They're going to say I don't know.
I can show you the formula.
I've frozen every instantiation of the data at
every moment, because regulators required me to.
If I printed out the formula, it would be on 600 pages.
You need a PhD to understand it.
It's true you have only 40 strong signals, but you've got
a long tail of 600 weak signals that all went into it.
I can't tell you why.
And then the person's going to say, OK, I don't even care
about that.
What makes you think I'm not going to be part of the 10%
that's going to live past 10 years?
Why are you denying me this operation because you think
I've got a high probability of not surviving longer after it?
I want to take the test.
And you can imagine with criminal-justice systems, it's
going to be the exact same thing.
This is the issue that we have.
And so what do we have to preserve in this instance?

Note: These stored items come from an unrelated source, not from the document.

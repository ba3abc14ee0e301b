//! SQLite repository tests against a temporary database file.

use chrono::{TimeZone, Utc};
use recipe_explorer::config::Config;
use recipe_explorer::migrate;
use recipe_explorer::models::{Recipe, RecipeInput};
use recipe_explorer::sqlite_store::SqliteRecipeStore;
use recipe_explorer::store::RecipeRepository;
use tempfile::TempDir;

fn test_config(tmp: &TempDir) -> Config {
    let mut config = Config::minimal();
    config.db.path = tmp.path().join("data").join("recipes.sqlite");
    config
}

fn input(title: &str) -> RecipeInput {
    RecipeInput {
        title: title.to_string(),
        description: "A dish".to_string(),
        ingredients: vec!["1 onion".to_string(), "2 tbsp oil".to_string()],
        instructions: vec!["Chop.".to_string(), "Fry.".to_string()],
        tags: vec!["quick".to_string()],
        cuisine: Some("Thai".to_string()),
    }
}

fn fixed(id: &str, title: &str) -> Recipe {
    let ts = Utc.with_ymd_and_hms(2024, 1, 15, 10, 30, 0).unwrap();
    Recipe {
        id: id.to_string(),
        created_at: ts,
        updated_at: ts,
        ..input(title).into_recipe(ts)
    }
}

#[tokio::test]
async fn round_trips_every_field() {
    let tmp = TempDir::new().unwrap();
    let store = SqliteRecipeStore::open(&test_config(&tmp)).await.unwrap();

    let created = store.create(input("Pad Thai")).await.unwrap();
    let fetched = store.get(&created.id).await.unwrap().unwrap();
    assert_eq!(fetched, created);

    let mut no_cuisine = input("Plain Rice");
    no_cuisine.cuisine = None;
    no_cuisine.tags = vec![];
    let plain = store.create(no_cuisine).await.unwrap();
    assert_eq!(store.get(&plain.id).await.unwrap().unwrap().cuisine, None);
}

#[tokio::test]
async fn keeps_insertion_order_across_updates() {
    let tmp = TempDir::new().unwrap();
    let store = SqliteRecipeStore::open(&test_config(&tmp)).await.unwrap();

    let first = store.create(input("First")).await.unwrap();
    store.create(input("Second")).await.unwrap();
    let updated = store
        .update(&first.id, input("First, revised"))
        .await
        .unwrap()
        .unwrap();
    assert_eq!(updated.created_at, first.created_at);

    let titles: Vec<String> = store
        .get_all()
        .await
        .unwrap()
        .into_iter()
        .map(|r| r.title)
        .collect();
    assert_eq!(titles, vec!["First, revised", "Second"]);
    assert!(store.update("missing", input("x")).await.unwrap().is_none());
}

#[tokio::test]
async fn search_matches_titles_case_insensitively() {
    let tmp = TempDir::new().unwrap();
    let store = SqliteRecipeStore::open(&test_config(&tmp)).await.unwrap();
    store.create(input("Crème Brûlée")).await.unwrap();
    store.create(input("Beef Stew")).await.unwrap();

    let hits = store.search("BRÛLÉE").await.unwrap();
    assert_eq!(hits.len(), 1);
    assert_eq!(hits[0].title, "Crème Brûlée");
    assert_eq!(store.search("  ").await.unwrap().len(), 2);
    assert!(store.search("tofu").await.unwrap().is_empty());
}

#[tokio::test]
async fn import_replace_swaps_the_catalog() {
    let tmp = TempDir::new().unwrap();
    let store = SqliteRecipeStore::open(&test_config(&tmp)).await.unwrap();
    store.create(input("Old")).await.unwrap();

    let batch = vec![fixed("a", "Alpha"), fixed("b", "Beta")];
    assert_eq!(store.import_replace(batch.clone()).await.unwrap(), 2);
    assert_eq!(store.get_all().await.unwrap(), batch);
    assert_eq!(store.count().await.unwrap(), 2);
}

#[tokio::test]
async fn failed_import_leaves_catalog_untouched() {
    let tmp = TempDir::new().unwrap();
    let store = SqliteRecipeStore::open(&test_config(&tmp)).await.unwrap();
    store.import_replace(vec![fixed("keep", "Keep me")]).await.unwrap();

    let duplicate_ids = vec![fixed("dup", "One"), fixed("dup", "Two")];
    let err = store.import_replace(duplicate_ids).await.unwrap_err();
    assert!(format!("{:#}", err).contains("dup"));

    let all = store.get_all().await.unwrap();
    assert_eq!(all.len(), 1);
    assert_eq!(all[0].id, "keep");
}

#[tokio::test]
async fn delete_and_persistence_across_reopen() {
    let tmp = TempDir::new().unwrap();
    let config = test_config(&tmp);
    migrate::run_migrations(&config).await.unwrap();
    migrate::run_migrations(&config).await.unwrap();

    let store = SqliteRecipeStore::open(&config).await.unwrap();
    let gone = store.create(input("Gone")).await.unwrap();
    let kept = store.create(input("Kept")).await.unwrap();
    assert!(store.delete(&gone.id).await.unwrap());
    assert!(!store.delete(&gone.id).await.unwrap());
    store.close().await;

    let reopened = SqliteRecipeStore::open(&config).await.unwrap();
    let all = reopened.get_all().await.unwrap();
    assert_eq!(all, vec![kept]);
}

Well, if it's the case of whether we think this fellow's
going to shoplift in the next 12 months with a 99-degree
percent probability, he can rightly say, I don't even care
about the mumbo-jumbo of big data.
I'm part of the 1% that's going to exercise free will,
moral choice, and do the right thing.
Now of course, all 100 of those individuals will say the
same argument.
But it does mean that it seems like we're going to have to
create a new value in our world.
Just as the printing press gave us the consciousness of
free speech--
prior to the printing press, we didn't have a guarantee or
the consciousness of free speech.
When Socrates drank the hemlock for corrupting the
youth of Athens, in his apologia did he make a
free-speech claim?
No.
It didn't exist.
It took the printing press to give us this idea that
expression was something that needed to be protected.
What will need to be protected in a world of big data?
Well, maybe human volition, free will, responsibility.
We have always had the risks of data.
We're going to have to deal with this even more as we
become more respectful of data and live with it in more parts
of our lives.
We've looked at data in lots of ways.
America went to war over a statistic in a data point, and
we saw the problems there.
We're going to need regulators to think about how we can
adopt this and get the most benefits of it.
Probably one of the biggest is going to be giving us a degree
of transparency.
When there was an information explosion at the beginning of
the 19th century and it was financial information, we
created accountants to do the bookkeeping and auditors to do
the surveillance function on top of the accountants.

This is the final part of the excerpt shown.